→ EXERCISE:
When a line below holds the string "routes", show that line.

BEGIN DATA TO EXAMINE

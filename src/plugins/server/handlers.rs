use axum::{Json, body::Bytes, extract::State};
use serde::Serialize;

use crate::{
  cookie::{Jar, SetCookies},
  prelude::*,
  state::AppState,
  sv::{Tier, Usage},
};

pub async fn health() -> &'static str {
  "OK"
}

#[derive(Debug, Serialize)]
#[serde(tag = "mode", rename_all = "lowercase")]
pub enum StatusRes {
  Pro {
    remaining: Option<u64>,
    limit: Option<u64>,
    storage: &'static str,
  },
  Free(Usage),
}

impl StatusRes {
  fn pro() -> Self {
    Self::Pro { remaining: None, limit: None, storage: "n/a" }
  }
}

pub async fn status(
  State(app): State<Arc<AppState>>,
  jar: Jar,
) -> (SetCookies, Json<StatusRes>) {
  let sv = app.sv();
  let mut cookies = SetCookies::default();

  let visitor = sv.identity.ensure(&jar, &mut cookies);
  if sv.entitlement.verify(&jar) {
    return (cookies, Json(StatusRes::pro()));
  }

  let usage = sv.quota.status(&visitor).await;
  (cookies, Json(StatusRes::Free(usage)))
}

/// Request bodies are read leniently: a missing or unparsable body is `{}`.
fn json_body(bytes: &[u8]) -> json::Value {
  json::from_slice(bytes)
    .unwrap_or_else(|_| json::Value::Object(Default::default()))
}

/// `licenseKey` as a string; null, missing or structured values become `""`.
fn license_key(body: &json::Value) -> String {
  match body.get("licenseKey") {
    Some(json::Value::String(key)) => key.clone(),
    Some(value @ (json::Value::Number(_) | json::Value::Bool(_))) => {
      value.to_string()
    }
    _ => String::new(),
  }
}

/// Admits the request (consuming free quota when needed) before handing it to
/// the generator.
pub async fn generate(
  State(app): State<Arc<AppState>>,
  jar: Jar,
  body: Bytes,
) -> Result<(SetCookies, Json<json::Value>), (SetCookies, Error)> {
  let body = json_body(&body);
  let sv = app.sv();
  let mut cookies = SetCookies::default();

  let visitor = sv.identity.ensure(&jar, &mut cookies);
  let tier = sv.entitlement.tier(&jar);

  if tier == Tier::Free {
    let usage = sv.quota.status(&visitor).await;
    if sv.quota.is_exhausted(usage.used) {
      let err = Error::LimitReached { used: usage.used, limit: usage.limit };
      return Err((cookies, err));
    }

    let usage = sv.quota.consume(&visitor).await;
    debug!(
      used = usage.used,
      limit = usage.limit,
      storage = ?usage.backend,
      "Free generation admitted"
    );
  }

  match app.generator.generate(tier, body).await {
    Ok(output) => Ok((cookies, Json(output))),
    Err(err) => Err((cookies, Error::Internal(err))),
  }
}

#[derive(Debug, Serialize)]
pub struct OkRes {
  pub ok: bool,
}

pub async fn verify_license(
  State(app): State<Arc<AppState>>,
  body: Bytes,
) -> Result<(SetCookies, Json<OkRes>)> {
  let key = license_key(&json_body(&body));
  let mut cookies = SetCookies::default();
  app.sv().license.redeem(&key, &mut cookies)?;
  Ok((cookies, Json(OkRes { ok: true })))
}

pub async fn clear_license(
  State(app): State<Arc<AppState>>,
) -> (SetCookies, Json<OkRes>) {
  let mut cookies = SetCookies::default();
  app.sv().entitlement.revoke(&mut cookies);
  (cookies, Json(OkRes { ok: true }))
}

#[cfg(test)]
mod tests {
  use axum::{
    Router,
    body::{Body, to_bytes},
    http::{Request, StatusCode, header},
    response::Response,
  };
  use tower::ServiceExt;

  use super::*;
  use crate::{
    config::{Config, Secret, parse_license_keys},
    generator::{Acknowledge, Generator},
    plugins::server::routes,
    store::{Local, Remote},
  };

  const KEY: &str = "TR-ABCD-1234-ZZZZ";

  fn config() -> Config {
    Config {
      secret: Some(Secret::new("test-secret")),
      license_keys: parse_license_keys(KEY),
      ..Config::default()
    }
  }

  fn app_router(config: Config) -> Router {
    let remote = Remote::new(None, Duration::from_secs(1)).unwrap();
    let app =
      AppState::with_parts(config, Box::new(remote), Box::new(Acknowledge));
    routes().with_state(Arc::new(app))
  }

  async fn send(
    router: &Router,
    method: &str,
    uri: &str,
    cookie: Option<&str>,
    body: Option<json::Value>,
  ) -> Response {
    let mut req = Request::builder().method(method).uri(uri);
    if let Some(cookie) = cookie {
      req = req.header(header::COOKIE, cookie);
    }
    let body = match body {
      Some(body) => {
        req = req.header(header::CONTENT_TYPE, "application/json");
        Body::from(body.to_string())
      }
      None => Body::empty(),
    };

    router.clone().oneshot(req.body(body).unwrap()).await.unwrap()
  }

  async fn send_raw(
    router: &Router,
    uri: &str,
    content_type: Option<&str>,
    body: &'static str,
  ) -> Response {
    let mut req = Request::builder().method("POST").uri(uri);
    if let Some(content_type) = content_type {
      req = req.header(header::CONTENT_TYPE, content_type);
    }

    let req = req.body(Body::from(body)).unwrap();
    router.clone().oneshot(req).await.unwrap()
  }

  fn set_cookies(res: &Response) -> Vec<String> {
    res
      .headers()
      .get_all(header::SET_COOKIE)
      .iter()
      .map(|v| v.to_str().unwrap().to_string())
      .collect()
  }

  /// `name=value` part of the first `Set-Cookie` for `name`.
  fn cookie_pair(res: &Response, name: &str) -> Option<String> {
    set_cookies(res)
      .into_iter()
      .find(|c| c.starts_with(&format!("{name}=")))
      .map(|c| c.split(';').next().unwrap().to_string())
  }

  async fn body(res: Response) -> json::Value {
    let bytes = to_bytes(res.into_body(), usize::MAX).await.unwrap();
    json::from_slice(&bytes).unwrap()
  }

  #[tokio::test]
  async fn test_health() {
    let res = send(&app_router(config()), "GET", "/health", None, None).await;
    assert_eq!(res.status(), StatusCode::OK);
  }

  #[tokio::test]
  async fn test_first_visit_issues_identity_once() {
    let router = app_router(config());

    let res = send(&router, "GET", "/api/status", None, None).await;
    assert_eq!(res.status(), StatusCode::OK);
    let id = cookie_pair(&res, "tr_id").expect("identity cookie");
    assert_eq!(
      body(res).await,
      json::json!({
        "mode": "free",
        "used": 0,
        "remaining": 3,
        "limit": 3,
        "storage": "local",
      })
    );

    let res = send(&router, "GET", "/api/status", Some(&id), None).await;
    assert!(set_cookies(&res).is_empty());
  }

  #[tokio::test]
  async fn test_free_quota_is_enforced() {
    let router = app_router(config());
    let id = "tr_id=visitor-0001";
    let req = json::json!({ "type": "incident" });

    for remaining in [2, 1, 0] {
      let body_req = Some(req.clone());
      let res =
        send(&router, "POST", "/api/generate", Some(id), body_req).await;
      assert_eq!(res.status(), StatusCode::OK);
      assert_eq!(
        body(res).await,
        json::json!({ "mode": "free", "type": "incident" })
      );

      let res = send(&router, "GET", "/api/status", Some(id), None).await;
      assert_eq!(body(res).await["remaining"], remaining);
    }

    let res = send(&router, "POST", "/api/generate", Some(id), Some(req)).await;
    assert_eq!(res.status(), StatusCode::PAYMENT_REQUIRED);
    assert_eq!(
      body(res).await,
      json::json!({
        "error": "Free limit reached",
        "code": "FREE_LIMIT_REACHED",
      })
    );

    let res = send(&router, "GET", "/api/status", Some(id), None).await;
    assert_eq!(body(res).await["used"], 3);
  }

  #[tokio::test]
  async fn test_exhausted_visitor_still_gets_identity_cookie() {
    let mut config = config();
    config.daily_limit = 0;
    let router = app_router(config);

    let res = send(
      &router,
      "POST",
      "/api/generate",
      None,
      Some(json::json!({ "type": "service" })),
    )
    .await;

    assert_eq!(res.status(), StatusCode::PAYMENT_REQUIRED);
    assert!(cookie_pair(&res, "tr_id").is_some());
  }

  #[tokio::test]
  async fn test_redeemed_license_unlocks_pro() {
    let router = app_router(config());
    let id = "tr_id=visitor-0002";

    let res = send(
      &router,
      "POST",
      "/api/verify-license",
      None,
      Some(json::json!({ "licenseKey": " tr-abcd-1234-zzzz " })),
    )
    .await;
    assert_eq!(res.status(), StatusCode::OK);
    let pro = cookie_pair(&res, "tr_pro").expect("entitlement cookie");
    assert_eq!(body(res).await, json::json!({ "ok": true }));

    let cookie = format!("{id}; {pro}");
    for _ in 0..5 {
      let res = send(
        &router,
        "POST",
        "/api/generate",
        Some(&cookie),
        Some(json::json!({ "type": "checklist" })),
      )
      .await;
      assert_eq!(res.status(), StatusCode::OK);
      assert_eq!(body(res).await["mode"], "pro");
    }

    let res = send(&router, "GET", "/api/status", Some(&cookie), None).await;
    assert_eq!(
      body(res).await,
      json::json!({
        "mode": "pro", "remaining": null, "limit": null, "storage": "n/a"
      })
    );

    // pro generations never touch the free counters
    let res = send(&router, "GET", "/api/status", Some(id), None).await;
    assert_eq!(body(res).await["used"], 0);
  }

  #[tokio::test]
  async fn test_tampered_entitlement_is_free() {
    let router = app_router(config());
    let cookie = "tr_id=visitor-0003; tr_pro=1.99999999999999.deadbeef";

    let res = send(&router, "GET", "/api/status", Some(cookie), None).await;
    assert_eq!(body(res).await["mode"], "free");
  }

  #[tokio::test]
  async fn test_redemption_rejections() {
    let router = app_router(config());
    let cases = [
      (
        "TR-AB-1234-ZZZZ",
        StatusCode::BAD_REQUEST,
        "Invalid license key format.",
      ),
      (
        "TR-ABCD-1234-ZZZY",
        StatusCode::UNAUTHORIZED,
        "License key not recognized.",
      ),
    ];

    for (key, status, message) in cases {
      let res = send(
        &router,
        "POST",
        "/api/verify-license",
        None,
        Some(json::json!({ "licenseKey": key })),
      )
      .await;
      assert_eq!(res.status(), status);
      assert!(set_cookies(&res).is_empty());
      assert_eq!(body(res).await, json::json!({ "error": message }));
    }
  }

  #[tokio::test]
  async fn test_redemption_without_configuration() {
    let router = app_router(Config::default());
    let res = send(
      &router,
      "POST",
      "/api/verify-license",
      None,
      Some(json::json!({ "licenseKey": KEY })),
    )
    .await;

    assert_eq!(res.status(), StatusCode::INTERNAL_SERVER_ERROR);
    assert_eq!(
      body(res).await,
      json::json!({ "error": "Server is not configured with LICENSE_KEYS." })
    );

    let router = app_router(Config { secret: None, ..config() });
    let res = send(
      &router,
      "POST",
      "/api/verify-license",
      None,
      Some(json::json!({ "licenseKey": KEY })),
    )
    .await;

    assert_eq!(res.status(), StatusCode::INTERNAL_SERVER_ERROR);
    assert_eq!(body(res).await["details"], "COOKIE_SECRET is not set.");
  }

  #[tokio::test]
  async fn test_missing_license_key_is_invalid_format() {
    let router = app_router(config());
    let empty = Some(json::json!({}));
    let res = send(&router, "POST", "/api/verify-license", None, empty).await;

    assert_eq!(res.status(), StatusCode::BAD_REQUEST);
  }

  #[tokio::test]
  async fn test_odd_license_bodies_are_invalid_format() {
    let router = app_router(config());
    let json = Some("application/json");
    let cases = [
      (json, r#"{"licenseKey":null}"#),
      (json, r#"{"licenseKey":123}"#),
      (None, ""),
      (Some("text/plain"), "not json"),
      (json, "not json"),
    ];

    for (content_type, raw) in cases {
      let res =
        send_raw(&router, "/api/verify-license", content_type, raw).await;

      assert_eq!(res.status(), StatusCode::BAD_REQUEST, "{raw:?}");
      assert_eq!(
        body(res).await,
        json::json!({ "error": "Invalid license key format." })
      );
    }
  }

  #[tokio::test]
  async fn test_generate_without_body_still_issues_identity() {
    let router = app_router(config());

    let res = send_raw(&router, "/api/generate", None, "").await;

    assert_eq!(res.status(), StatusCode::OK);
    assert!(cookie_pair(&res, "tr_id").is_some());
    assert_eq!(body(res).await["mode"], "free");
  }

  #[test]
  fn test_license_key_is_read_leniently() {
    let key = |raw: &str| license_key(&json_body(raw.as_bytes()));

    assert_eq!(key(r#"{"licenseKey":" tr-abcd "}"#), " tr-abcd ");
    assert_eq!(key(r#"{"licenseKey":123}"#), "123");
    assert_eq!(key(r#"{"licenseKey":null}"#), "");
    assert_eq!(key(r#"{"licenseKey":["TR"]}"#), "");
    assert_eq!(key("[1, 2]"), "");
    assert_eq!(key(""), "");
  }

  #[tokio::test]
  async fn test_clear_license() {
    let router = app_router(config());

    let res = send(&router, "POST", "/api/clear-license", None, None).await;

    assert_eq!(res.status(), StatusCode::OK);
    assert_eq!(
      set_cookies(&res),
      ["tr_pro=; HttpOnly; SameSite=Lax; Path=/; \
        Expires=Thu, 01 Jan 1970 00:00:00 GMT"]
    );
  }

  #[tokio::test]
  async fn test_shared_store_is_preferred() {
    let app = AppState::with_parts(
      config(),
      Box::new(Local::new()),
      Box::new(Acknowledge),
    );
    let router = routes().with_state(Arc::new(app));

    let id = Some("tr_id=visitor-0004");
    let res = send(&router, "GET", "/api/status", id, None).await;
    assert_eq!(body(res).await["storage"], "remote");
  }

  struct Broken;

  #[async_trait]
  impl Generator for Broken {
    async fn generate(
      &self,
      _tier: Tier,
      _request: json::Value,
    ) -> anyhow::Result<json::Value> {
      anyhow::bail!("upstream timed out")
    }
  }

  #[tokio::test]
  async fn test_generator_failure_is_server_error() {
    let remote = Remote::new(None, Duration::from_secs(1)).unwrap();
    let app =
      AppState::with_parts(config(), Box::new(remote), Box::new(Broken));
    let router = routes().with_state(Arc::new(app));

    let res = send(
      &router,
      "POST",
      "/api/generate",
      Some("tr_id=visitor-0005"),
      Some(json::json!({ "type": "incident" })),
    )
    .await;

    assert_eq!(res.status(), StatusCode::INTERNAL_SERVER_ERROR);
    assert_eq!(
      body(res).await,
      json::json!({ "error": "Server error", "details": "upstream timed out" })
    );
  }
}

END DATA TO EXAMINE
BEGIN DATA TO EXAMINE

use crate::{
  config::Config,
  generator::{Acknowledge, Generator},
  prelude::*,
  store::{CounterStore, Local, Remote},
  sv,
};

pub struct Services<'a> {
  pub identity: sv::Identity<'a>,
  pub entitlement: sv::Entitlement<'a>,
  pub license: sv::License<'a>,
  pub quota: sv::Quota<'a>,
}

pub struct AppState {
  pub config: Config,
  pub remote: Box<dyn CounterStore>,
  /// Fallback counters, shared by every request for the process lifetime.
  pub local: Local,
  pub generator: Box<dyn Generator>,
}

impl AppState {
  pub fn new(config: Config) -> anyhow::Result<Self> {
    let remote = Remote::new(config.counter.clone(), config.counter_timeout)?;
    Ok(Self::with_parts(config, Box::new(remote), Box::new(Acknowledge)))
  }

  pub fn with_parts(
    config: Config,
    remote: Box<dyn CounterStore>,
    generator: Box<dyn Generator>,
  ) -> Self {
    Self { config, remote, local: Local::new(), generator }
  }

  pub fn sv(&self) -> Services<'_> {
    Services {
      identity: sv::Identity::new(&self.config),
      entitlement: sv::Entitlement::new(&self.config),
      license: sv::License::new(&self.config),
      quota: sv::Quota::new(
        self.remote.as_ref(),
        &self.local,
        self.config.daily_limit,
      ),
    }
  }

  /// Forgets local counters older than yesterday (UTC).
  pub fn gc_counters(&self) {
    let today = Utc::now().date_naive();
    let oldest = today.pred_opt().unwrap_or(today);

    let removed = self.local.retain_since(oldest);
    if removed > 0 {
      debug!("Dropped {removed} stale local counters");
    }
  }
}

END DATA TO EXAMINE
BEGIN DATA TO EXAMINE

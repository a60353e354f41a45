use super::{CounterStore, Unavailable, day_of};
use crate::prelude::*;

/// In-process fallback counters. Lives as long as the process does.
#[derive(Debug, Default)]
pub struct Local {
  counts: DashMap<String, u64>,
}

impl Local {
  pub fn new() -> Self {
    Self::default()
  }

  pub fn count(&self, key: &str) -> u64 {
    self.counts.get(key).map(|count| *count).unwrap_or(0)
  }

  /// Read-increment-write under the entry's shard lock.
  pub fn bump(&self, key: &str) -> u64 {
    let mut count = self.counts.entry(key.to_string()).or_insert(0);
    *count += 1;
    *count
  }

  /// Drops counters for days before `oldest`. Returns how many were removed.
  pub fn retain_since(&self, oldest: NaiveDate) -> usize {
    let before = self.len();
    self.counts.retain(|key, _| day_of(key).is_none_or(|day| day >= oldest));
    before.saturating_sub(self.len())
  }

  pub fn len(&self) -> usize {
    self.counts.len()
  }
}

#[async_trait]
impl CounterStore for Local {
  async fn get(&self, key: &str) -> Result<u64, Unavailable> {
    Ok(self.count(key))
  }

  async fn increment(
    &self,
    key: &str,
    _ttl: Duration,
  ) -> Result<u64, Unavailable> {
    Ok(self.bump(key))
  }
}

END DATA TO EXAMINE

→ RESPONSE BELOW:
    plugins::server::routes,
    routes().with_state(Arc::new(app))
    let router = routes().with_state(Arc::new(app));
    let router = routes().with_state(Arc::new(app));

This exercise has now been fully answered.